▶ [Task to complete]: Your answer is a copy of every line in the records where "expect" appears.

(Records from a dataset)
___

//! Static snapshot documents used across harnesses.
//!
//! Shapes follow the knowledge-store exports: catalog records carry
//! `entityUri` / `entityLabel` / `count` / `source`, retrieval rows carry
//! `$`-packed `authors` and `matchedEntities`.

pub const WHEAT: &str = "http://purl.obolibrary.org/obo/NCBITaxon_4565";
pub const DURUM: &str = "http://purl.obolibrary.org/obo/NCBITaxon_4567";
pub const HEIGHT: &str = "http://opendata.inrae.fr/wto/0000011";
pub const YIELD: &str = "http://opendata.inrae.fr/wto/0000005";
pub const GENE: &str = "http://example.org/gene/TaMYB10";

/// Organism snapshot, counts exported as strings.
pub const CATALOG_TAXON_JSON: &str = r#"[
  {"entityUri": "http://purl.obolibrary.org/obo/NCBITaxon_4565", "entityLabel": "Triticum aestivum", "count": "41", "entityType": "Taxon"},
  {"entityUri": "http://purl.obolibrary.org/obo/NCBITaxon_4565", "entityLabel": "bread wheat", "entityPrefLabel": "Triticum aestivum", "count": "41", "entityType": "Taxon"},
  {"entityUri": "http://purl.obolibrary.org/obo/NCBITaxon_4567", "entityLabel": "Triticum durum", "count": "7", "entityType": "Taxon"}
]"#;

/// Trait snapshot plus one concept from a vocabulary with no query strategy.
pub const CATALOG_TRAIT_JSON: &str = r#"[
  {"entityUri": "http://opendata.inrae.fr/wto/0000011", "entityLabel": "plant height", "count": 12, "source": "Phenotype or trait"},
  {"entityUri": "http://opendata.inrae.fr/wto/0000005", "entityLabel": "grain yield", "count": 30, "source": "Phenotype or trait"},
  {"entityUri": "http://example.org/gene/TaMYB10", "entityLabel": "TaMYB10", "count": 2, "source": "Gene"}
]"#;

/// Retrieval rows per concept. `doc/1` and `doc/2` carry both wheat and
/// height; `doc/3` only wheat; `doc/4` only height.
pub const RETRIEVAL_JSON: &str = r#"{
  "http://purl.obolibrary.org/obo/NCBITaxon_4565": [
    {"document": "http://data-issa.cirad.fr/document/1", "title": "Dwarfing genes in bread wheat", "date": "2019",
     "authors": "Rival, Alain$Doe, Jane", "matchedEntities": "http://purl.obolibrary.org/obo/NCBITaxon_4565$Triticum aestivum"},
    {"document": "http://data-issa.cirad.fr/document/3", "title": "Wheat rust", "date": "2020",
     "authors": "Smith, K", "matchedEntities": "http://purl.obolibrary.org/obo/NCBITaxon_4565$Triticum aestivum"},
    {"document": "http://data-issa.cirad.fr/document/2", "title": "Height QTLs", "date": "2021",
     "authors": "Lee, M", "matchedEntities": "http://purl.obolibrary.org/obo/NCBITaxon_4567$Triticum durum"}
  ],
  "http://opendata.inrae.fr/wto/0000011": [
    {"document": "http://data-issa.cirad.fr/document/2", "title": "Height QTLs", "date": "2021",
     "authors": "Lee, M", "matchedEntities": "http://opendata.inrae.fr/wto/0000011$plant height"},
    {"document": "http://data-issa.cirad.fr/document/4", "title": "Stem elongation", "date": "2018",
     "authors": "", "matchedEntities": "http://opendata.inrae.fr/wto/0000011$plant height"},
    {"document": "http://data-issa.cirad.fr/document/1", "title": "Dwarfing genes in bread wheat", "date": "2019",
     "authors": "Rival, Alain$Doe, Jane", "matchedEntities": "http://opendata.inrae.fr/wto/0000011$plant height$$http://opendata.inrae.fr/wto/0000012$stem length"}
  ]
}"#;

/// Write `contents` to a fresh temp file and return its handle.
pub fn temp_json(contents: &str) -> tempfile::NamedTempFile {
    use std::io::Write;
    let mut file = tempfile::Builder::new()
        .suffix(".json")
        .tempfile()
        .expect("create temp file");
    file.write_all(contents.as_bytes()).expect("write temp file");
    file
}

___

▶ [Written response]:
        .expect("create temp file");
    file.write_all(contents.as_bytes()).expect("write temp file");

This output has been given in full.